> [WORK TO COMPLETE]:
All lines holding the word "ignoring" are to be copied from the records beneath.
### DATA EXTRACT
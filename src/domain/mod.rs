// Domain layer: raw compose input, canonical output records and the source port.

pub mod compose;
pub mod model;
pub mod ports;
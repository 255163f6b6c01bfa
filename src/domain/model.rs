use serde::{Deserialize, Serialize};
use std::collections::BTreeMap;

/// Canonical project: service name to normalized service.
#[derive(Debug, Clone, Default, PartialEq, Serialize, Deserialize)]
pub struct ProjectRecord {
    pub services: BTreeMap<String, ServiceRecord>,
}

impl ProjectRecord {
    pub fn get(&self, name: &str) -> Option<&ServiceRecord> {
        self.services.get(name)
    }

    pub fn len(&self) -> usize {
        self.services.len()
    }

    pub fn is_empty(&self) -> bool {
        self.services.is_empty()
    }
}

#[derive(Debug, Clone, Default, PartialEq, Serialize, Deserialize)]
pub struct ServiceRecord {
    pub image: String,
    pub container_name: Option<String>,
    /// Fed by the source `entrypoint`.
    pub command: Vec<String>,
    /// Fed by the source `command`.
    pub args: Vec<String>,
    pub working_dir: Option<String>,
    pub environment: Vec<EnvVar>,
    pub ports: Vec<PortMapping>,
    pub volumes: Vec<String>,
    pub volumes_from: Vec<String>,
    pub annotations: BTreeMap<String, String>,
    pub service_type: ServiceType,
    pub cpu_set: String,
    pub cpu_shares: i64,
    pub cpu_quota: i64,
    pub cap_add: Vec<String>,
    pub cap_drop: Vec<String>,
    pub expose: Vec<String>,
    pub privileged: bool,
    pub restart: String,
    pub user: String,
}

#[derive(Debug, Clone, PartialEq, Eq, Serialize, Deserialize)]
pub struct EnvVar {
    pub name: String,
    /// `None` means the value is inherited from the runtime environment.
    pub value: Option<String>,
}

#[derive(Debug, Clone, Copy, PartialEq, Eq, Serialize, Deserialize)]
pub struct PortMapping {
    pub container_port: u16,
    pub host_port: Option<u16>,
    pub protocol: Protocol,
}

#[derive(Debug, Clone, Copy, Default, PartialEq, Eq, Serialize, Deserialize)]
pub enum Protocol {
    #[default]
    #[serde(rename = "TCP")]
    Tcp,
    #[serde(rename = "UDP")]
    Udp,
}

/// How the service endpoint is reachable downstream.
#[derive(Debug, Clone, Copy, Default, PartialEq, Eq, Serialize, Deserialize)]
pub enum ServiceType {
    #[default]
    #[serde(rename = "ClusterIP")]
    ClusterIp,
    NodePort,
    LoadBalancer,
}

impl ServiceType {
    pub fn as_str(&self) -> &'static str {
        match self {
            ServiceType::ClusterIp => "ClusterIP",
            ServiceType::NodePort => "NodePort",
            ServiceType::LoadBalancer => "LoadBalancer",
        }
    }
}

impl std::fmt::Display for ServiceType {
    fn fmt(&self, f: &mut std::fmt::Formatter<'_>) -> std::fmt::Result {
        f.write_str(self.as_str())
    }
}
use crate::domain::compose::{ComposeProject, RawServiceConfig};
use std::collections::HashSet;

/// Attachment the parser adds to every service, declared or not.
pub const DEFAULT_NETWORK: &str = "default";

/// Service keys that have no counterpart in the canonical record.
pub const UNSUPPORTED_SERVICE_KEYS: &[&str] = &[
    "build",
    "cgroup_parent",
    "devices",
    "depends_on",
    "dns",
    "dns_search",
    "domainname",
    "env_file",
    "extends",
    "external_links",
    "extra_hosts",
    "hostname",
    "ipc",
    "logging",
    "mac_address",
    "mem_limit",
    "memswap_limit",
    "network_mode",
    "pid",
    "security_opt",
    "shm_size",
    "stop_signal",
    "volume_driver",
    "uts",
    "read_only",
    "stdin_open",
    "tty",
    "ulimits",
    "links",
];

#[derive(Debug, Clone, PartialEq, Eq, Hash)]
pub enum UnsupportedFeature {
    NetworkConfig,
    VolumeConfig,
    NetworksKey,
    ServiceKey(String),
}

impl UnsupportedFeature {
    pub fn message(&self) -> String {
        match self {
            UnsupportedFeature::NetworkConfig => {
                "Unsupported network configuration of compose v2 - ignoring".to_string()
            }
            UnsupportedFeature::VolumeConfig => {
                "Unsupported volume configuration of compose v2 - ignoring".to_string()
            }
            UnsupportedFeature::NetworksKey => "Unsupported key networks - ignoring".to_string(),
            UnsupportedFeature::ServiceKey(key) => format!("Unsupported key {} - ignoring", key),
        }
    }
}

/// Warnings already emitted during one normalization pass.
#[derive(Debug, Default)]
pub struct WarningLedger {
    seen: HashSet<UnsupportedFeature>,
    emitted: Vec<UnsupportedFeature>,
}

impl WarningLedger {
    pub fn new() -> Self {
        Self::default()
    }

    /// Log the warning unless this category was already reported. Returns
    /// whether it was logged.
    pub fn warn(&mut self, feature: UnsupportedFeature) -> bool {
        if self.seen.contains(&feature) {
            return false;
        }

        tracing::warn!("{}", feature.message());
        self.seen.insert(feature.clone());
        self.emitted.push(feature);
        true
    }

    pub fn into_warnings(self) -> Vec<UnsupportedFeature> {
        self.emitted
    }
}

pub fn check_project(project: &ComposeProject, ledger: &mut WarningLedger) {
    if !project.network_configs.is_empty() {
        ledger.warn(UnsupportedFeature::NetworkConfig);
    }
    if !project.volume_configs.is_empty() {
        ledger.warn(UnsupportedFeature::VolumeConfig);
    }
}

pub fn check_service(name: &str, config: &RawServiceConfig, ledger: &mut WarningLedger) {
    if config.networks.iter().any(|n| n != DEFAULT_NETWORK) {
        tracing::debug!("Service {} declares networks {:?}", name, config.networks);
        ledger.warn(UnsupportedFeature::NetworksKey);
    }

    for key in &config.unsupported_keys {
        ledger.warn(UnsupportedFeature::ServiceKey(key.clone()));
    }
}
######
### DATA EXTRACT
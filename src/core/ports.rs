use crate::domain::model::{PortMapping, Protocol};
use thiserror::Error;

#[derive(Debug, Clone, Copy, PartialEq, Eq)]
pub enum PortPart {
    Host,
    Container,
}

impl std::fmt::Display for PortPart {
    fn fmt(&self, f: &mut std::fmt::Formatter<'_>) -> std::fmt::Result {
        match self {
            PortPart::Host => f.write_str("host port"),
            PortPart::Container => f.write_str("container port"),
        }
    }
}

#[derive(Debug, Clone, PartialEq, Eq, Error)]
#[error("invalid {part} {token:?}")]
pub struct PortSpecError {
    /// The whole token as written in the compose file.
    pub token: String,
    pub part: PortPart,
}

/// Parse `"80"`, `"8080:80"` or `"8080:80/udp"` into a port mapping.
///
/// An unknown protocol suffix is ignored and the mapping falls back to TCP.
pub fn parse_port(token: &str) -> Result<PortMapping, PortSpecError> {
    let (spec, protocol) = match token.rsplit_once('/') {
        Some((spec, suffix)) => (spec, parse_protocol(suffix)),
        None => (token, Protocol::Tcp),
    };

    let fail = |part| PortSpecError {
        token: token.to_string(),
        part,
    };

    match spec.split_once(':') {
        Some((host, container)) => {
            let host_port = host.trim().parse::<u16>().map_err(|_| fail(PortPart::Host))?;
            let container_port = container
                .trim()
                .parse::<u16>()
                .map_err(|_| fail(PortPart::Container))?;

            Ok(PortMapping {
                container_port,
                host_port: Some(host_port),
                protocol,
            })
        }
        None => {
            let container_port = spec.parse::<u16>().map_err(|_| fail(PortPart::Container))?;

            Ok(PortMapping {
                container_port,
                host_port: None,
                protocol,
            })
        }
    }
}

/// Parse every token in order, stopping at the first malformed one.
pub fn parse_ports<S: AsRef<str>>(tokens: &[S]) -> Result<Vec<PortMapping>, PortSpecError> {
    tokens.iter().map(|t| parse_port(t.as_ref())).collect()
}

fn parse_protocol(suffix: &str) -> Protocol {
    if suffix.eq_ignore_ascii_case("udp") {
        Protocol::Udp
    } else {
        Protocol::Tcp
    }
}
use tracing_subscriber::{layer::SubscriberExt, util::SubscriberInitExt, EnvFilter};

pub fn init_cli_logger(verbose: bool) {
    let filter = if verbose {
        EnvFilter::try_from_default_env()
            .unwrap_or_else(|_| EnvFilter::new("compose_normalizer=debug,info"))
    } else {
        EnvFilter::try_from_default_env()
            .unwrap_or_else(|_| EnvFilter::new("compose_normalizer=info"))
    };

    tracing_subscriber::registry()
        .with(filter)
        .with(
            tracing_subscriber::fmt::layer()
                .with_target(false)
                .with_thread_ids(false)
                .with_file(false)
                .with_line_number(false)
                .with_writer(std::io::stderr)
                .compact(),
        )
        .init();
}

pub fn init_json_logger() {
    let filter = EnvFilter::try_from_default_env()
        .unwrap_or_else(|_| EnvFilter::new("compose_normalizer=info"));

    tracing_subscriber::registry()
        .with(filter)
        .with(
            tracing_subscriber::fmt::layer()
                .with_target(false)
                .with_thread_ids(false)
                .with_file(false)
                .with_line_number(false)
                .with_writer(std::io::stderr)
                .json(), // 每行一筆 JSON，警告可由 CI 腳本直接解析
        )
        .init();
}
######
> [WRITTEN RESPONSE]:
                "Unsupported network configuration of compose v2 - ignoring".to_string()
                "Unsupported volume configuration of compose v2 - ignoring".to_string()
            UnsupportedFeature::NetworksKey => "Unsupported key networks - ignoring".to_string(),
            UnsupportedFeature::ServiceKey(key) => format!("Unsupported key {} - ignoring", key),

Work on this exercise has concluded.